Pastime Tavern, Dallas’ Oldest Standalone Bar, Is Closing At The End of the Month.
You must have heard the news by now, but if you haven’t, here it goes: The McKinney Avenue Contemporary is moving from McKinney Avenue into The Cedars, taking over the space at 1601 South Ervay Street.
The gallery will keep its name, even though it now makes little sense. It will also expand into a five-building campus that’s expected to host a ton of shit — a wine and beer garden, a coffeehouse, a restaurant, a theater and a host of other stuff in addition to its main gallery.

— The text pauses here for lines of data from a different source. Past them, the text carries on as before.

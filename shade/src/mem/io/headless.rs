use serde::Deserialize;
use serde::Serialize;
use serde_with::serde_as;

use super::InterruptTarget;
use super::Peripheral;
use crate::cpu::check_bit_const;
use crate::instruction::Interrupt;

const DOTS_PER_LINE: u16 = 456;
const LINES_PER_FRAME: u8 = 154;
const FIRST_VBLANK_LINE: u8 = 144;
/// Mode 2 (OAM scan) length
const OAM_SCAN_DOTS: u16 = 80;
/// End of mode 3 (drawing), using its shortest length
const DRAWING_END_DOTS: u16 = 252;

/// The video unit without a picture. It owns VRAM, OAM, and the LCD registers, and keeps LY/STAT
/// moving with the right timing so that software waiting on VBlank or on a specific line makes
/// progress.
#[serde_as]
#[derive(Debug, Clone, Hash, PartialEq, Eq, Serialize, Deserialize)]
pub struct HeadlessVideo {
    #[serde_as(as = "serde_with::Bytes")]
    vram: Vec<u8>,
    #[serde_as(as = "serde_with::Bytes")]
    oam: Vec<u8>,
    /// ADDR FF40
    lcdc: u8,
    /// ADDR FF41. Only the interrupt select bits are stored, the rest is computed.
    stat: u8,
    /// ADDR FF42-FF43
    scroll: (u8, u8),
    /// ADDR FF44
    ly: u8,
    /// ADDR FF45
    lyc: u8,
    /// ADDR FF47-FF49
    palettes: [u8; 3],
    /// ADDR FF4A-FF4B
    window: (u8, u8),
    /// Dots into the current line
    dot: u16,
}

impl Default for HeadlessVideo {
    fn default() -> Self {
        Self::new()
    }
}

impl HeadlessVideo {
    pub fn new() -> Self {
        Self {
            vram: vec![0; 0x2000],
            oam: vec![0; 0xA0],
            lcdc: 0,
            stat: 0,
            scroll: (0, 0),
            ly: 0,
            lyc: 0,
            palettes: [0; 3],
            window: (0, 0),
            dot: 0,
        }
    }

    pub fn enabled(&self) -> bool {
        check_bit_const::<7>(self.lcdc)
    }

    pub fn ly(&self) -> u8 {
        self.ly
    }

    fn mode(&self) -> u8 {
        if !self.enabled() {
            0
        } else if self.ly >= FIRST_VBLANK_LINE {
            1
        } else if self.dot < OAM_SCAN_DOTS {
            2
        } else if self.dot < DRAWING_END_DOTS {
            3
        } else {
            0
        }
    }

    fn coincidence(&self) -> bool {
        self.ly == self.lyc
    }

    /// Whether any enabled STAT source is active. STAT interrupts fire on the rising edge of this.
    fn stat_line(&self) -> bool {
        let mode = self.mode();
        (check_bit_const::<3>(self.stat) && mode == 0)
            || (check_bit_const::<4>(self.stat) && mode == 1)
            || (check_bit_const::<5>(self.stat) && mode == 2)
            || (check_bit_const::<6>(self.stat) && self.coincidence())
    }
}

impl Peripheral for HeadlessVideo {
    fn clock(&mut self, ticks: u8, irq: &mut dyn InterruptTarget) {
        if !self.enabled() {
            return;
        }
        let line_before = self.stat_line();
        self.dot += ticks as u16;
        if self.dot >= DOTS_PER_LINE {
            self.dot -= DOTS_PER_LINE;
            self.ly = (self.ly + 1) % LINES_PER_FRAME;
            if self.ly == FIRST_VBLANK_LINE {
                irq.request_interrupt(Interrupt::VBlank);
            }
        }
        if !line_before && self.stat_line() {
            irq.request_interrupt(Interrupt::LCD);
        }
    }

    fn read(&self, addr: u16) -> u8 {
        match addr {
            0x8000..=0x9FFF => self.vram[(addr - 0x8000) as usize],
            0xFE00..=0xFE9F => self.oam[(addr - 0xFE00) as usize],
            0xFF40 => self.lcdc,
            0xFF41 => 0x80 | self.stat | ((self.coincidence() as u8) << 2) | self.mode(),
            0xFF42 => self.scroll.0,
            0xFF43 => self.scroll.1,
            0xFF44 => self.ly,
            0xFF45 => self.lyc,
            0xFF47..=0xFF49 => self.palettes[(addr - 0xFF47) as usize],
            0xFF4A => self.window.0,
            0xFF4B => self.window.1,
            _ => 0xFF,
        }
    }

    fn write(&mut self, addr: u16, val: u8) {
        match addr {
            0x8000..=0x9FFF => self.vram[(addr - 0x8000) as usize] = val,
            0xFE00..=0xFE9F => self.oam[(addr - 0xFE00) as usize] = val,
            0xFF40 => {
                self.lcdc = val;
                if !self.enabled() {
                    self.ly = 0;
                    self.dot = 0;
                }
            }
            0xFF41 => self.stat = val & 0x78,
            0xFF42 => self.scroll.0 = val,
            0xFF43 => self.scroll.1 = val,
            // LY is read only
            0xFF44 => {}
            0xFF45 => self.lyc = val,
            0xFF47..=0xFF49 => self.palettes[(addr - 0xFF47) as usize] = val,
            0xFF4A => self.window.0 = val,
            0xFF4B => self.window.1 = val,
            _ => {}
        }
    }

    fn reset(&mut self) {
        *self = Self::new();
    }
}

/// The sound registers without sound. Reads come back with the unused bits set, the same as the
/// hardware, and the channel status bits in NR52 stay clear.
#[serde_as]
#[derive(Debug, Clone, Hash, PartialEq, Eq, Serialize, Deserialize)]
pub struct HeadlessAudio {
    /// ADDR FF10-FF3F
    #[serde_as(as = "serde_with::Bytes")]
    regs: [u8; 0x30],
}

/// The bits of each sound register that always read back as 1.
const AUDIO_READ_MASKS: [u8; 0x20] = [
    0x80, 0x3F, 0x00, 0xFF, 0xBF, // NR10-NR14
    0xFF, 0x3F, 0x00, 0xFF, 0xBF, // unused, NR21-NR24
    0x7F, 0xFF, 0x9F, 0xFF, 0xBF, // NR30-NR34
    0xFF, 0xFF, 0x00, 0x00, 0xBF, // unused, NR41-NR44
    0x00, 0x00, 0x70, // NR50-NR52
    0xFF, 0xFF, 0xFF, 0xFF, 0xFF, 0xFF, 0xFF, 0xFF, 0xFF, // unused
];

impl Default for HeadlessAudio {
    fn default() -> Self {
        Self::new()
    }
}

impl HeadlessAudio {
    pub fn new() -> Self {
        Self { regs: [0; 0x30] }
    }
}

impl Peripheral for HeadlessAudio {
    fn clock(&mut self, _ticks: u8, _irq: &mut dyn InterruptTarget) {}

    fn read(&self, addr: u16) -> u8 {
        let index = (addr.wrapping_sub(0xFF10)) as usize;
        match index {
            0x00..=0x1F => self.regs[index] | AUDIO_READ_MASKS[index],
            // Wave RAM
            0x20..=0x2F => self.regs[index],
            _ => 0xFF,
        }
    }

    fn reset(&mut self) {
        self.regs.fill(0);
    }

    fn write(&mut self, addr: u16, val: u8) {
        let index = (addr.wrapping_sub(0xFF10)) as usize;
        match index {
            // NR52: only the power bit can be written
            0x16 => self.regs[index] = val & 0x80,
            0x00..=0x2F => self.regs[index] = val,
            _ => {}
        }
    }
}

/// The joypad with nothing pressed. Only the row select bits can be written.
#[derive(Debug, Default, Clone, Copy, Hash, PartialEq, Eq, Serialize, Deserialize)]
pub struct Joypad {
    /// ADDR FF00
    select: u8,
}

impl Joypad {
    pub fn new() -> Self {
        Self { select: 0x30 }
    }
}

impl Peripheral for Joypad {
    fn clock(&mut self, _ticks: u8, _irq: &mut dyn InterruptTarget) {}

    fn read(&self, _addr: u16) -> u8 {
        0xC0 | self.select | 0x0F
    }

    fn write(&mut self, _addr: u16, val: u8) {
        self.select = val & 0x30;
    }

    fn reset(&mut self) {
        *self = Self::new();
    }
}

#[cfg(test)]
mod tests {
    use super::*;
    use crate::mem::io::InterruptFlags;

    #[test]
    fn ly_walks_every_line() {
        let mut video = HeadlessVideo::new();
        let mut flags = 0;
        video.write(0xFF40, 0x91);
        for line in 0..LINES_PER_FRAME as u32 {
            assert_eq!(video.read(0xFF44) as u32, line);
            for _ in 0..DOTS_PER_LINE / 4 {
                video.clock(4, &mut InterruptFlags(&mut flags));
            }
        }
        assert_eq!(video.read(0xFF44), 0);
        assert_eq!(flags & Interrupt::VBlank.mask(), Interrupt::VBlank.mask());
    }

    #[test]
    fn vblank_requested_on_line_144() {
        let mut video = HeadlessVideo::new();
        let mut flags = 0;
        video.write(0xFF40, 0x80);
        for _ in 0..(DOTS_PER_LINE as u32 * 144 / 4 - 1) {
            video.clock(4, &mut InterruptFlags(&mut flags));
        }
        assert_eq!(flags, 0);
        assert_eq!(video.read(0xFF41) & 0x03, 0);
        video.clock(4, &mut InterruptFlags(&mut flags));
        assert_eq!(flags, Interrupt::VBlank.mask());
        assert_eq!(video.read(0xFF41) & 0x03, 1);
    }

    #[test]
    fn lyc_stat_interrupt() {
        let mut video = HeadlessVideo::new();
        let mut flags = 0;
        video.write(0xFF45, 2);
        video.write(0xFF41, 0x40);
        video.write(0xFF40, 0x80);
        for _ in 0..(DOTS_PER_LINE * 2 / 4) {
            video.clock(4, &mut InterruptFlags(&mut flags));
        }
        assert_eq!(video.read(0xFF44), 2);
        assert_eq!(flags, Interrupt::LCD.mask());
        assert_eq!(video.read(0xFF41) & 0x44, 0x44);
    }

    #[test]
    fn disabled_lcd_holds_ly() {
        let mut video = HeadlessVideo::new();
        let mut flags = 0;
        for _ in 0..10_000 {
            video.clock(4, &mut InterruptFlags(&mut flags));
        }
        assert_eq!(video.read(0xFF44), 0);
        assert_eq!(flags, 0);
        video.write(0xFF44, 0x55);
        assert_eq!(video.read(0xFF44), 0);
    }

    #[test]
    fn audio_read_masks() {
        let mut audio = HeadlessAudio::new();
        audio.write(0xFF11, 0x00);
        assert_eq!(audio.read(0xFF11), 0x3F);
        audio.write(0xFF26, 0xFF);
        assert_eq!(audio.read(0xFF26), 0xF0);
        audio.write(0xFF30, 0x12);
        assert_eq!(audio.read(0xFF30), 0x12);
        assert_eq!(audio.read(0xFF15), 0xFF);
    }

    #[test]
    fn joypad_reads_released() {
        let mut joypad = Joypad::new();
        assert_eq!(joypad.read(0xFF00), 0xFF);
        joypad.write(0xFF00, 0x20);
        assert_eq!(joypad.read(0xFF00), 0xEF);
    }
}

Currently housed within that MAC compound is the neighborhood bar Pastime Tavern — although, come December 31, that will no longer be the case. Pastime owner Harry Hall has confirmed to Central Track that his establishment, which has been up, operating and serving booze since 1937, will be closing to make room for the MAC.
To be clear: At 78 years old, Pastime is the oldest continuously operated standalone bar in Dallas, rivaled in age only by Sons of Hermann Hall (opened before Prohibition in 1911, but standing as part of a fraternal lounge) and the Adolphus Hotel’s French Room (also opened before Prohibition, initially as the Babooland Room in 1916, but existing as part of a hotel). For comparison, Club Schmitz, which closed last April, opened in 1946, nine years after Pastime opened its doors.
In recent memory, Pastime rebranded itself as something of a music hipster dive when Parade of Flesh started booked shows to the space. That relationship eventually came to an end in 2009 due to all-ages concert concerns.
The arrival of The MAC on not McKinney Avenue but South Ervay ends any further rebranding efforts for the dive.
So it goes.
On the bright side and while on the subject of endangered old Dallas bars, the 65-year-old Ships Lounge appears this week to have survived a scare, with Twisted Root owner Jason Boso revealing himself as the head of a team that will be trying to keep that spot in business. Update at 5:39 p.m.: Well, never mind. Seems Ships might not come back after all. Robert Wilonsky at the Dallas Morning News reports that the Lower Greenville Neighborhood Association has opposed the Ships’ application for a late-night permit and that, without a permit allowing the space to stay open past midnight, Boso’s interest in taking up operations at the bar is waning.